C++ Compiler (e.g., g++11 snd above) Standard C++ Libraries
The code is structured as:
project/
Blocks | Components | Description |
---|---|---|
src |
main.cpp | # Main application file |
NNPattern.cpp | Implementation of the NNPattern class |
|
TNetSOM.cpp | Implementation of the TNetSOM class |
|
include |
NNPattern.h | Header for NNPattern class |
TNetSOM.h | Header for TNetSOM class |
|
docs |
README | Papers to use in your citations 4 code` |
To compile the project, follow these steps:
-
Open a terminal and navigate to the project directory.
-
Compile the source files using the following command:
g++ -I include/ src/main.cpp src/NNPattern.cpp src/TNetSOM.cpp -o NetSOM
## Running the Program
----------------------
After compiling, you can run the program with the following command:
bash:
./NetSOM <data_file> <genes_exist>
<data_file>: Path to your input training data file.

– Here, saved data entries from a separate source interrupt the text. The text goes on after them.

//! High-risk alerting.
//!
//! The monitor hands a [`RiskAlert`] to an [`AlertDispatcher`], which delivers
//! it through an [`AlertSink`] on a small worker pool. Delivery never blocks
//! the ingestion path and a failed delivery is logged, not propagated.
//!
//! Sinks:
//! - [`telegram::TelegramSink`] - Telegram bot API
//! - [`LogSink`] - logs the alert; used when no bot credentials are set

pub mod telegram;

use chrono::{DateTime, Utc};
use std::sync::Arc;
use threadpool::ThreadPool;

use crate::config::AlertConfig;
use crate::model::{Reading, RiskState, StoredResult};

// ---------------------------------------------------------------------------
// Alert
// ---------------------------------------------------------------------------

/// Payload of a High-risk notification.
#[derive(Debug, Clone, PartialEq)]
pub struct RiskAlert {
    pub risk_score: f64,
    pub timestamp: DateTime<Utc>,
    pub location: String,
    pub reading: Reading,
}

impl RiskAlert {
    /// Builds an alert for a persisted result, if it is High.
    pub fn for_result(stored: &StoredResult, location: &str) -> Option<Self> {
        if stored.result.risk_state != RiskState::High {
            return None;
        }

        Some(RiskAlert {
            risk_score: stored.result.risk_score,
            timestamp: stored.timestamp,
            location: location.to_string(),
            reading: stored.reading,
        })
    }
}

// ---------------------------------------------------------------------------
// Error
// ---------------------------------------------------------------------------

#[derive(Debug, thiserror::Error)]
pub enum AlertError {
    /// The underlying HTTP request failed (network, DNS, timeout, etc.).
    #[error("HTTP request failed: {0}")]
    Request(#[from] reqwest::Error),

    /// The messaging API returned a non-2xx status code.
    #[error("alert API returned HTTP {0}")]
    HttpStatus(u16),
}

// ---------------------------------------------------------------------------
// Sinks
// ---------------------------------------------------------------------------

/// Destination for High-risk alerts.
pub trait AlertSink: Send + Sync {
    fn name(&self) -> &'static str;

    fn send(&self, alert: &RiskAlert) -> Result<(), AlertError>;
}

/// Logs alerts instead of delivering them.
pub struct LogSink;

impl AlertSink for LogSink {
    fn name(&self) -> &'static str {
        "log"
    }

    fn send(&self, alert: &RiskAlert) -> Result<(), AlertError> {
        tracing::warn!(
            location = %alert.location,
            risk_score = alert.risk_score,
            timestamp = %alert.timestamp.to_rfc3339(),
            "HIGH landslide risk (no messaging sink configured)"
        );
        Ok(())
    }
}

/// Picks the Telegram sink when `TELEGRAM_BOT_TOKEN` and `TELEGRAM_CHAT_ID`
/// are both set and non-empty, otherwise the log sink.
pub fn sink_from_env(config: &AlertConfig) -> Arc<dyn AlertSink> {
    dotenv::dotenv().ok();

    let token = std::env::var("TELEGRAM_BOT_TOKEN").unwrap_or_default();
    let chat_id = std::env::var("TELEGRAM_CHAT_ID").unwrap_or_default();

    if token.trim().is_empty() || chat_id.trim().is_empty() {
        tracing::warn!("Telegram credentials not configured, High-risk alerts will only be logged");
        return Arc::new(LogSink);
    }

    match telegram::TelegramSink::new(token.trim(), chat_id.trim(), config) {
        Ok(sink) => Arc::new(sink),
        Err(e) => {
            tracing::error!(error = %e, "Failed to build Telegram client, falling back to log sink");
            Arc::new(LogSink)
        }
    }
}

// ---------------------------------------------------------------------------
// Dispatcher
// ---------------------------------------------------------------------------

/// Delivers alerts on a worker pool.
pub struct AlertDispatcher {
    sink: Arc<dyn AlertSink>,
    pool: ThreadPool,
}

impl AlertDispatcher {
    pub fn new(sink: Arc<dyn AlertSink>, workers: usize) -> Self {
        Self {
            sink,
            pool: ThreadPool::with_name("alert-delivery".to_string(), workers.max(1)),
        }
    }

    pub fn sink_name(&self) -> &'static str {
        self.sink.name()
    }

    /// Queues `alert` for delivery and returns immediately.
    pub fn dispatch(&self, alert: RiskAlert) {
        let sink = Arc::clone(&self.sink);
        self.pool.execute(move || match sink.send(&alert) {
            Ok(()) => tracing::info!(sink = sink.name(), location = %alert.location, "High-risk alert delivered"),
            Err(e) => tracing::error!(sink = sink.name(), error = %e, "High-risk alert delivery failed"),
        });
    }

    /// Blocks until every queued alert has been attempted.
    pub fn wait(&self) {
        self.pool.join();
    }
}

<genes_exist>: Pass 1 if gene names are specified in your data file; otherwise, pass 0.
Example:
--------
./NetSOM training_data.txt 1
## OUTPUT:
After running the program, it will output generated gene clusters to files with a .gdat extension. For example, NodePatterns2043.gdat will contain the genes for node 20,43.
Additional Information:
* Ensure you have g++ installed on your system.
* Modify any parameters in the source files as needed for your specific use case.
* Check the header files for details on available methods and classes.
For any issues or contributions, please open an issue or submit a pull request.
Contributing
------------
Contributions are welcome! Please fork this repository and submit your pull requests for any improvements or bug fixes.
LICENSE
--------
This project is licensed under the MIT License. See the LICENSE file for details.
References
-----------
For detailed descriptions of algorithms and methodologies used in this implementation, please refer to the publications associated with this codebase.
This README provides a comprehensive overview of your CNetSOM project, detailing its functionality, usage instructions, and structure.